April 15, 2008
Are small companies finding it harder to borrow?
Entrepreneurs should not start to see risk as a “four-letter word” because they are worried about the credit crunch, John Hutton will say in a speech later today.
The business secretary will tell a CBI audience that business people should not lose their nerve despite the well-publicised difficulties facing lenders and borrowers.
Mr Hutton will concede that fears over liquidity have spread from the stock market to “workplaces and homes” around the world. Tougher lending conditions are already having an impact - in particular on the retail, real estate and leisure sectors - he will say.
But he will emphasise the UK’s strong business growth and the trend for new companies to last longer.
Mr Hutton will tell the CBI Entrepreneurs Conference in London that business people will receive support from the government to keep on taking risks in order to benefit the economy.
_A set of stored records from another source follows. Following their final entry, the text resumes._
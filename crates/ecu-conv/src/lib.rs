//! ecu-conv - Channel decoding for ECU telemetry frames
//!
//! The ECU answers a poll with a fixed-layout binary frame. Each channel is a
//! signed 16-bit big-endian field at a known byte offset, converted to a
//! physical value with an affine transform.
//!
//! # Quick Start
//!
//! ```rust
//! use ecu_conv::{decode, ChannelTable};
//!
//! let table = ChannelTable::reference();
//! let coolant = table.by_name("coolant").unwrap();
//!
//! // Raw 100 at offset 22 → 100 * 0.02 + 2.44 = 4.44
//! let mut frame = vec![0u8; 32];
//! frame[22] = 0x00;
//! frame[23] = 0x64;
//!
//! let value = decode(&frame, coolant).unwrap();
//! assert_eq!(value.raw_value, 100);
//! assert!((value.physical_value - 4.44).abs() < 1e-9);
//! ```
//!
//! # YAML Channel Files
//!
//! ```yaml
//! meta:
//!   name: Speeduino
//!
//! channels:
//!   - name: coolant
//!     offset: 22
//!     scale: 0.02
//!     add: 2.44
//!     precision: 0
//!     unit: °C
//! ```

pub mod channel;
pub mod decode;
pub mod error;
pub mod precision;

pub use channel::{ChannelDescriptor, ChannelTable, TableMeta};
pub use decode::{decode, encode_physical, read_i16_be, DecodedChannel, FIELD_WIDTH};
pub use error::{ConvError, ConvResult};
pub use precision::{format_value, precision_from_scale};
//! Link adapter trait

use async_trait::async_trait;

use super::LinkError;

/// Byte-level interface to the upstream ECU
///
/// The adapter is owned exclusively by one acquisition loop, so every
/// operation takes `&mut self`.
#[async_trait]
pub trait LinkAdapter: Send {
    /// Write request bytes to the ECU
    async fn send(&mut self, request: &[u8]) -> Result<(), LinkError>;

    /// Read whatever bytes are available into `buf`
    ///
    /// Waits until at least one byte arrives. Returns `Ok(0)` when the link
    /// has nothing more to deliver (end of stream). Callers bound the wait
    /// with their own timeout.
    async fn receive(&mut self, buf: &mut [u8]) -> Result<usize, LinkError>;

    /// Human-readable description for logs (port path, "mock", ...)
    fn describe(&self) -> String;
}

#[async_trait]
impl<L: LinkAdapter + ?Sized> LinkAdapter for Box<L> {
    async fn send(&mut self, request: &[u8]) -> Result<(), LinkError> {
        (**self).send(request).await
    }

    async fn receive(&mut self, buf: &mut [u8]) -> Result<usize, LinkError> {
        (**self).receive(buf).await
    }

    fn describe(&self) -> String {
        (**self).describe()
    }
}
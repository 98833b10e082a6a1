//! Waiting for serial devices to appear
//!
//! USB serial adapters and UARTs may show up some time after boot.

use std::path::Path;
use std::time::Duration;

use tracing::info;

/// Poll until `path` exists
///
/// Returns the number of polls that found the path missing.
pub async fn wait_for_path(path: impl AsRef<Path>, poll_interval: Duration) -> u32 {
    let path = path.as_ref();
    let mut misses = 0;

    while !tokio::fs::try_exists(path).await.unwrap_or(false) {
        info!("Waiting for {} to appear...", path.display());
        misses += 1;
        tokio::time::sleep(poll_interval).await;
    }

    misses
}
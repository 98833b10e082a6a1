//! Mode runners
//!
//! Relay mode is a single loop: acquire, decode, forward. Interactive mode
//! adds an input task that samples the button on its own fast tick and
//! publishes the selected index for the acquisition loop to read.

use std::time::Duration;

use ecu_link::{cadence, Acquisition, LinkAdapter};
use tokio::io::AsyncWrite;
use tokio::task::JoinHandle;
use tokio::time::Instant;
use tracing::{debug, info, warn};

use crate::display::DisplayConsumer;
use crate::input::InputPin;
use crate::relay::RelayConsumer;
use crate::render::Renderer;
use crate::selection::{SelectionStateMachine, SharedSelection};

// =============================================================================
// Relay mode
// =============================================================================

pub struct RelayMode<L, W> {
    acquisition: Acquisition<L>,
    relay: RelayConsumer<W>,
    interval: Duration,
}

impl<L, W> RelayMode<L, W>
where
    L: LinkAdapter,
    W: AsyncWrite + Unpin + Send,
{
    pub fn new(acquisition: Acquisition<L>, relay: RelayConsumer<W>, interval: Duration) -> Self {
        Self {
            acquisition,
            relay,
            interval,
        }
    }

    pub fn relay(&self) -> &RelayConsumer<W> {
        &self.relay
    }

    pub fn acquisition(&self) -> &Acquisition<L> {
        &self.acquisition
    }

    /// One acquisition cycle; returns true when a record was forwarded
    pub async fn step(&mut self) -> bool {
        let result = self.acquisition.run_cycle().await;
        match self.relay.on_cycle(&result).await {
            Ok(written) => written,
            Err(e) => {
                warn!(error = %e, "Relay write failed");
                false
            }
        }
    }

    /// Run cycles at the relay cadence until the future is dropped
    pub async fn run(mut self) {
        info!(
            link = %self.acquisition.link().describe(),
            interval_ms = self.interval.as_millis() as u64,
            "Relay mode started"
        );

        let mut ticker = cadence(self.interval);
        loop {
            ticker.tick().await;
            self.step().await;
        }
    }
}

// =============================================================================
// Interactive mode
// =============================================================================

pub struct InteractiveMode<L, R> {
    acquisition: Acquisition<L>,
    display: DisplayConsumer<R>,
    selection: SharedSelection,
    interval: Duration,
}

impl<L, R> InteractiveMode<L, R>
where
    L: LinkAdapter,
    R: Renderer,
{
    pub fn new(
        acquisition: Acquisition<L>,
        display: DisplayConsumer<R>,
        selection: SharedSelection,
        interval: Duration,
    ) -> Self {
        Self {
            acquisition,
            display,
            selection,
            interval,
        }
    }

    pub fn display(&self) -> &DisplayConsumer<R> {
        &self.display
    }

    /// One acquisition cycle; returns true when the renderer was called
    pub async fn step(&mut self) -> bool {
        let result = self.acquisition.run_cycle().await;
        self.display.on_cycle(&result, self.selection.current())
    }

    /// Sample the button on its own task and run display cycles until the
    /// future is dropped
    pub async fn run<P>(mut self, pin: P, debounce: Duration, sample_interval: Duration)
    where
        P: InputPin + 'static,
    {
        let machine = SelectionStateMachine::new(self.display.table().len(), debounce);
        let _input = InputTask::spawn(pin, machine, self.selection.clone(), sample_interval);

        info!(
            link = %self.acquisition.link().describe(),
            interval_ms = self.interval.as_millis() as u64,
            channels = self.display.table().len(),
            "Interactive mode started"
        );

        let mut ticker = cadence(self.interval);
        loop {
            ticker.tick().await;
            self.step().await;
        }
    }
}

/// Background button sampler; aborted when dropped
pub struct InputTask {
    handle: JoinHandle<()>,
}

impl InputTask {
    pub fn spawn<P>(
        mut pin: P,
        mut machine: SelectionStateMachine,
        selection: SharedSelection,
        sample_interval: Duration,
    ) -> Self
    where
        P: InputPin + 'static,
    {
        selection.publish(machine.current_index());

        let handle = tokio::spawn(async move {
            let mut ticker = cadence(sample_interval);
            let mut failing = false;

            loop {
                ticker.tick().await;

                let active = match pin.is_active() {
                    Ok(active) => {
                        if failing {
                            info!("Button input recovered");
                            failing = false;
                        }
                        active
                    }
                    Err(e) => {
                        if !failing {
                            warn!(error = %e, "Button read failed");
                            failing = true;
                        }
                        false
                    }
                };

                if machine.on_sample(active, Instant::now()) {
                    selection.publish(machine.current_index());
                }
            }
        });

        debug!(
            sample_ms = sample_interval.as_millis() as u64,
            "Input task started"
        );
        Self { handle }
    }

    pub fn is_finished(&self) -> bool {
        self.handle.is_finished()
    }
}

impl Drop for InputTask {
    fn drop(&mut self) {
        self.handle.abort();
    }
}

#[cfg(test)]
mod tests {
    use super::*;
    use std::io;
    use std::sync::atomic::{AtomicBool, Ordering};
    use std::sync::Arc;

    use ecu_conv::ChannelTable;
    use ecu_link::{EcuLinkConfig, MockConfig, MockLink};

    #[derive(Clone, Default)]
    struct TestPin(Arc<AtomicBool>);

    impl InputPin for TestPin {
        fn is_active(&mut self) -> io::Result<bool> {
            Ok(self.0.load(Ordering::SeqCst))
        }
    }

    struct FailingPin;

    impl InputPin for FailingPin {
        fn is_active(&mut self) -> io::Result<bool> {
            Err(io::Error::new(io::ErrorKind::NotFound, "no gpio"))
        }
    }

    #[tokio::test(start_paused = true)]
    async fn test_input_task_debounces_press() {
        let pin = TestPin::default();
        let selection = SharedSelection::new();
        let machine = SelectionStateMachine::new(4, Duration::from_millis(300));
        let task = InputTask::spawn(
            pin.clone(),
            machine,
            selection.clone(),
            Duration::from_millis(20),
        );

        tokio::time::sleep(Duration::from_millis(100)).await;
        assert_eq!(selection.current(), 0);

        // Press with contact bounce lasting 100 ms, then release
        pin.0.store(true, Ordering::SeqCst);
        tokio::time::sleep(Duration::from_millis(100)).await;
        pin.0.store(false, Ordering::SeqCst);
        tokio::time::sleep(Duration::from_millis(500)).await;
        assert_eq!(selection.current(), 1);

        // Second press after the debounce window
        pin.0.store(true, Ordering::SeqCst);
        tokio::time::sleep(Duration::from_millis(50)).await;
        pin.0.store(false, Ordering::SeqCst);
        tokio::time::sleep(Duration::from_millis(100)).await;
        assert_eq!(selection.current(), 2);

        assert!(!task.is_finished());
    }

    #[tokio::test(start_paused = true)]
    async fn test_input_task_survives_read_errors() {
        let selection = SharedSelection::new();
        let machine = SelectionStateMachine::new(4, Duration::from_millis(300));
        let task = InputTask::spawn(
            FailingPin,
            machine,
            selection.clone(),
            Duration::from_millis(20),
        );

        tokio::time::sleep(Duration::from_millis(200)).await;
        assert_eq!(selection.current(), 0);
        assert!(!task.is_finished());
    }

    #[tokio::test]
    async fn test_relay_step() {
        let table = ChannelTable::reference();
        let link = MockLink::new(MockConfig::default());
        let handle = link.handle();
        handle.push_response(vec![0u8; 32]);
        handle.push_response(vec![]);

        let acquisition = Acquisition::new(link, &EcuLinkConfig::default(), &table);
        let channels: Vec<String> = vec!["afr1".into(), "map".into()];
        let relay = RelayConsumer::new(table, &channels, Vec::<u8>::new()).unwrap();
        let mut mode = RelayMode::new(acquisition, relay, Duration::from_millis(200));

        assert!(mode.step().await);
        assert!(!mode.step().await);
        assert_eq!(mode.relay().sink().as_slice(), b"0.0,0.00\n");
        assert_eq!(mode.acquisition().cycles(), 2);
    }
}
The various schemes set up to aid entrepreneurs - such as the small firms loan guarantee, which was recently expanded - will help provide that support, he will add. Banks remain “ready and willing to lend to small and medium businesses”, the minister will maintain.
The fact that he needs to address the issue at all, however, is a tacit acknowledgement that this is a growing worry.










Despite the credit crunch causing global chaos for banks and corporate borrowers we are seeing little impact on the appetite for ‘small business’ lending. The main effect of the credit crunch appears to be two fold for SME’s: Firstly a restructuring / realigning of facilities with many businesses moving from overdrafts or loans to more flexible ‘asset based lending’ facilities, such as factoring, invoice discounting, stock finance, equipment refinance and property refinance. These facilities provide a better match between SME’s working capital requirements and the assets used to finance them. Typically they also provide a lot more leverage than traditional bank facilities and can therefore create a substantial injection of working capital into a business. Secondly, the SME lending market has shifted from a buyers to a seller’s market, with many businesses seeing a ‘repricing’ of risk to reflect the banks higher borrowing costs. That said there are still many financiers willing to look at fixed deals as low as 1% over base rate. SME’s should look beyond the high street to find competitive facilities or use a specialist broker to assist them in securing the most appropriate facilities at the best rates possible.
Posted by: Mr Alex Hilton-Baird | April 15th, 2008 at 2:41 pm | Report this commentGood businesses (although there will always be a divergence of view as to what is a “good business”) are always able to borrow. Where there is an increasing problem is with marginally less good businesses. A slowing economy and tighter credit makes debt servicing more difficult, and banks, recognizing the risk, are less willing to lend. Entrepreneurs may still be prepared to take risks, but in the real world whether banks remain “ready and willing to lend to small and medium businesses” is much more debatable.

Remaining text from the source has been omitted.